A fourteen year old boy has been sentenced to death, despite the fact that Pakistan has signed a UN convention forbidding such harsh punishments. In an unprecedented development, the court which awarded the sentence did not peruse the evidence because it accepted the argument that doing so would also have amounted to committing blasphemy. The judge who was originally appointed to hear the case decided to withdraw from it, it is said, because he couldn’t take pressure from the mullahs. The new judge overruled the fact, stressed by the defence, that the three “eyewitnesses” gave conflicting statements over issues central to the case. Now the main complainant has withdrawn his case!
If all this sounds quite bizarre, there’s more to come. When prime minister Benazir Bhutto said she was shocked and saddened by the decision, the fanatics promptly arraigned her for contempt of court. When the Lahore High Court chief justice set up a division bench to hear the appeal, the complainants’ counsel said he didn’t have confidence in the two judges. Then the mullahs went for Ms Asma Jehangir, the defence lawyer who is also chairperson of the Pakistan Human Rights Commission. After smashing her car they threatened to kill her. The head of an extremist religious organisation went further: he is reported to have warned that if the judgement were overturned, his followers would kill the two Christians anyway. A few hundred fanatics then proceeded to “demonstrate” outside the court and said they would kill the judges if they failed to uphold the death sentence.
Kill, kill, kill. That is what the fanatics want. Are we going to let them get away with murder time and again?
So far, we have. They are killing people everywhere, every day, by the hundreds. In Karachi, in Punjab, in the NWFP. The people of Pakistan have firmly rejected them again and again at the polls. Yet no government has had the courage or the conviction to stand up to them. The general policy seems to be: it’s a hornets’ nest, don’t stir it, give them some crumbs from time to time and let them sting one another to death.
But, of course, things have worked out quite differently. Whenever the state has conceded an inch to the fanatics they have come back to demand a yard. The extremists have proliferated and the yards are now stretching into miles. This is worst sort of opportunism imaginable on the part of the state. In essence, it means that civil society has been continuously sacrificed at the alter of the most foul form of politics.
The blame for this creeping terrorism must be squarely apportioned. It began insidiously enough under Z A Bhutto, became full-blown under Zia ul Haq and continued to thrive under Nawaz Sharif. The first two gentlemen aren’t around, so we can’t hold them accountable for their handiwork. But Mr Sharif is. Now he has chosen to remain silent in the midst of all this bloody mayhem. Is he waiting for the government to take action against these extremists so that he can make common cause with them all over again?

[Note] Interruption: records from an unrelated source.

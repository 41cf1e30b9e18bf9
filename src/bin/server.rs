//! Reminder HTTP Server Binary
//!
//! This is the main entry point for the reminder REST API server.
//! It initializes the file-backed stores, re-arms timers for records that
//! survived the last shutdown, starts the periodic cleanup loop, and serves
//! the HTTP API.
//!
//! # Usage
//!
//! ```bash
//! cargo run --bin reminders-server --features http-server
//! ```
//!
//! # Environment Variables
//!
//! - `HOST`: Server host (default: 0.0.0.0)
//! - `PORT`: Server port (default: 8080)
//! - `REMINDERS_DATA_DIR`: Storage directory (overrides reminders.toml)
//! - `RUST_LOG`: Log level (default: info)

use std::env;
use std::net::SocketAddr;
use std::sync::Arc;

use tracing::{info, Level};
use tracing_subscriber::FmtSubscriber;

use trip_reminders::delivery::ConsoleBackend;
use trip_reminders::http::{create_router, AppState};
use trip_reminders::services::{ReminderConfig, ReminderService};
use trip_reminders::store::FileStore;

#[tokio::main]
async fn main() -> anyhow::Result<()> {
    // Initialize logging
    FmtSubscriber::builder()
        .with_max_level(
            env::var("RUST_LOG")
                .ok()
                .and_then(|s| s.parse().ok())
                .unwrap_or(Level::INFO),
        )
        .with_target(true)
        .with_thread_ids(true)
        .init();

    info!("Starting reminder server");

    // Load configuration, with the data dir overridable from the environment
    let mut config = ReminderConfig::from_default_location();
    if let Ok(dir) = env::var("REMINDERS_DATA_DIR") {
        config.data_dir = dir.into();
    }

    let store = Arc::new(FileStore::open(&config.data_dir)?);
    info!("Storage initialized at {}", config.data_dir.display());

    let service = ReminderService::with_config(store, Arc::new(ConsoleBackend::new()), &config);

    // Timers do not survive a restart; re-arm them from the persisted registry
    let rearmed = service.rearm_pending();
    info!("Re-armed {rearmed} pending reminders");

    Arc::clone(&service).spawn_cleanup_loop(config.cleanup_interval());

    // Create application state and router
    let state = AppState::new(service);
    let app = create_router(state);

    // Determine bind address
    let host = env::var("HOST").unwrap_or_else(|_| "0.0.0.0".to_string());
    let port: u16 = env::var("PORT")
        .ok()
        .and_then(|s| s.parse().ok())
        .unwrap_or(8080);
    let addr: SocketAddr = format!("{}:{}", host, port).parse()?;

    info!("Server listening on http://{}", addr);

    // Start the server
    let listener = tokio::net::TcpListener::bind(addr).await?;
    axum::serve(listener, app).await?;

    Ok(())
}
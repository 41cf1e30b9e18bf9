//! HTTP error handling and response types.

use axum::{
    http::StatusCode,
    response::{IntoResponse, Response},
    Json,
};
use serde::{Deserialize, Serialize};

use crate::services::ReminderError;

/// API error response body.
#[derive(Debug, Clone, Serialize, Deserialize)]
pub struct ApiError {
    /// Error code for programmatic handling
    pub code: String,
    /// Human-readable error message
    pub message: String,
    /// Optional additional details
    #[serde(skip_serializing_if = "Option::is_none")]
    pub details: Option<String>,
}

impl ApiError {
    pub fn new(code: impl Into<String>, message: impl Into<String>) -> Self {
        Self {
            code: code.into(),
            message: message.into(),
            details: None,
        }
    }

    pub fn with_details(mut self, details: impl Into<String>) -> Self {
        self.details = Some(details.into());
        self
    }
}

/// Application error type for HTTP handlers.
#[derive(Debug)]
pub enum AppError {
    /// Resource not found
    NotFound(String),
    /// Invalid request (validation error)
    BadRequest(String),
    /// Internal server error
    Internal(String),
}

impl IntoResponse for AppError {
    fn into_response(self) -> Response {
        let (status, error) = match self {
            AppError::NotFound(msg) => (StatusCode::NOT_FOUND, ApiError::new("NOT_FOUND", msg)),
            AppError::BadRequest(msg) => {
                (StatusCode::BAD_REQUEST, ApiError::new("BAD_REQUEST", msg))
            }
            AppError::Internal(msg) => (
                StatusCode::INTERNAL_SERVER_ERROR,
                ApiError::new("INTERNAL_ERROR", msg),
            ),
        };

        (status, Json(error)).into_response()
    }
}

impl From<ReminderError> for AppError {
    fn from(err: ReminderError) -> Self {
        // Both refusals are caller mistakes, not server faults.
        AppError::BadRequest(err.to_string())
    }
}

impl From<anyhow::Error> for AppError {
    fn from(err: anyhow::Error) -> Self {
        AppError::Internal(err.to_string())
    }
}
//! Change-listener broadcast used by the registry and the inbox.
//!
//! Observers register a callback that is invoked (with no arguments) after
//! every mutating operation. A panicking listener is caught and logged so it
//! can never break the mutating caller or the other listeners.

use parking_lot::RwLock;
use std::panic::{self, AssertUnwindSafe};
use std::sync::atomic::{AtomicU64, Ordering};
use std::sync::Arc;

type Listener = Arc<dyn Fn() + Send + Sync>;

struct Inner {
    next_id: AtomicU64,
    listeners: RwLock<Vec<(u64, Listener)>>,
}

/// A set of change listeners with isolated dispatch.
///
/// Clones share the same listener set, so the owning store can hand the
/// broadcast to whoever needs to fire it.
#[derive(Clone)]
pub struct ChangeListeners {
    inner: Arc<Inner>,
}

impl ChangeListeners {
    pub fn new() -> Self {
        Self {
            inner: Arc::new(Inner {
                next_id: AtomicU64::new(0),
                listeners: RwLock::new(Vec::new()),
            }),
        }
    }

    /// Register a listener. Keep the returned [`Subscription`] and call
    /// `unsubscribe` to deregister; dropping it without unsubscribing leaves
    /// the listener installed.
    pub fn subscribe(&self, listener: impl Fn() + Send + Sync + 'static) -> Subscription {
        let id = self.inner.next_id.fetch_add(1, Ordering::Relaxed);
        self.inner
            .listeners
            .write()
            .push((id, Arc::new(listener)));
        Subscription {
            id,
            inner: Arc::clone(&self.inner),
        }
    }

    /// Invoke every registered listener, isolating panics per listener.
    pub fn notify(&self) {
        // Snapshot outside the lock so a listener may subscribe/unsubscribe
        // without deadlocking.
        let snapshot: Vec<Listener> = self
            .inner
            .listeners
            .read()
            .iter()
            .map(|(_, listener)| Arc::clone(listener))
            .collect();

        for listener in snapshot {
            if panic::catch_unwind(AssertUnwindSafe(|| listener())).is_err() {
                log::warn!("notification change listener panicked; continuing");
            }
        }
    }

    /// Number of registered listeners.
    pub fn len(&self) -> usize {
        self.inner.listeners.read().len()
    }

    pub fn is_empty(&self) -> bool {
        self.len() == 0
    }
}

impl Default for ChangeListeners {
    fn default() -> Self {
        Self::new()
    }
}

/// Handle for deregistering a listener.
pub struct Subscription {
    id: u64,
    inner: Arc<Inner>,
}

impl Subscription {
    /// Remove the listener this subscription refers to.
    pub fn unsubscribe(self) {
        self.inner
            .listeners
            .write()
            .retain(|(id, _)| *id != self.id);
    }
}

#[cfg(test)]
mod tests {
    use super::*;
    use std::sync::atomic::AtomicUsize;

    #[test]
    fn test_notify_invokes_every_listener() {
        let listeners = ChangeListeners::new();
        let count = Arc::new(AtomicUsize::new(0));

        let c1 = Arc::clone(&count);
        let _s1 = listeners.subscribe(move || {
            c1.fetch_add(1, Ordering::SeqCst);
        });
        let c2 = Arc::clone(&count);
        let _s2 = listeners.subscribe(move || {
            c2.fetch_add(1, Ordering::SeqCst);
        });

        listeners.notify();
        assert_eq!(count.load(Ordering::SeqCst), 2);
    }

    #[test]
    fn test_panicking_listener_does_not_block_others() {
        let listeners = ChangeListeners::new();
        let reached = Arc::new(AtomicUsize::new(0));

        let _s1 = listeners.subscribe(|| panic!("listener failure"));
        let r = Arc::clone(&reached);
        let _s2 = listeners.subscribe(move || {
            r.fetch_add(1, Ordering::SeqCst);
        });

        // Must not propagate the panic.
        listeners.notify();
        assert_eq!(reached.load(Ordering::SeqCst), 1);
    }

    #[test]
    fn test_unsubscribe_removes_listener() {
        let listeners = ChangeListeners::new();
        let count = Arc::new(AtomicUsize::new(0));

        let c = Arc::clone(&count);
        let sub = listeners.subscribe(move || {
            c.fetch_add(1, Ordering::SeqCst);
        });
        assert_eq!(listeners.len(), 1);

        sub.unsubscribe();
        assert!(listeners.is_empty());

        listeners.notify();
        assert_eq!(count.load(Ordering::SeqCst), 0);
    }

    #[test]
    fn test_listener_may_unsubscribe_another_during_notify() {
        let listeners = ChangeListeners::new();
        let inner = listeners.clone();
        let victim = listeners.subscribe(|| {});
        let victim = parking_lot::Mutex::new(Some(victim));

        let _s = listeners.subscribe(move || {
            if let Some(sub) = victim.lock().take() {
                sub.unsubscribe();
            }
        });

        listeners.notify();
        assert_eq!(inner.len(), 1);
    }
}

Punjab Governor Chaudhry Altaf Hussain is the only one who has been bold enough to call a spade a spade. “We won’t spare these fellows”, he has promised many times. Unfortunately, Chaudhry Sahib doesn’t have the powers to make his postures stick. It is Mr Manzoor Wattoo who is dragging his feet in the Punjab and it is Ms Bhutto who has been reluctant to tell Mr Aftab Sherpao and Mr Abdullah Shah to start cracking the whip in their provinces. As for President Farooq Leghari’s attempts to talk reason and peddle ever so softly with the fanatics the less said the better (“Sectarianism is a bad thing”, he says rather profoundly!).
Why is it so difficult to crush these blood-thirsty fanatics? Is it because the police isn’t strong enough to take them on? Does the government fear a public backlash? Isn’t there enough evidence to convict the leading troublemakers? Are the special anti-terrorist courts reserved only for the likes of opposition leaders who brandish an odd rifle here or there?
No. Ask any DC and he will tell you that their bark is much worse than their bite. Ask any home secretary and the response is invariably this: “Give me an order and watch how swiftly and efficiently it is carried out”. The public, too, has had it with them. The evidence against them is overwhelming. The special courts are raring to go. Why, then, is the government prevaricating?
Some self-appointed spokesmen for the “ideology of Pakistan” are delighted that the two alleged blasphemers have been sentenced to death. Such people do not care about the requirements of due process or justice, they do not care about minority rights, they do not care about the disastrous consequences of the immoderate image Pakistan presents to the world outside. If the government is worried about their sermonising editorials, it should think again. Having lost all credibility, their empty threats are not worth the paper they are written on.
Enough is enough, we say, let us act decisively before it is too late.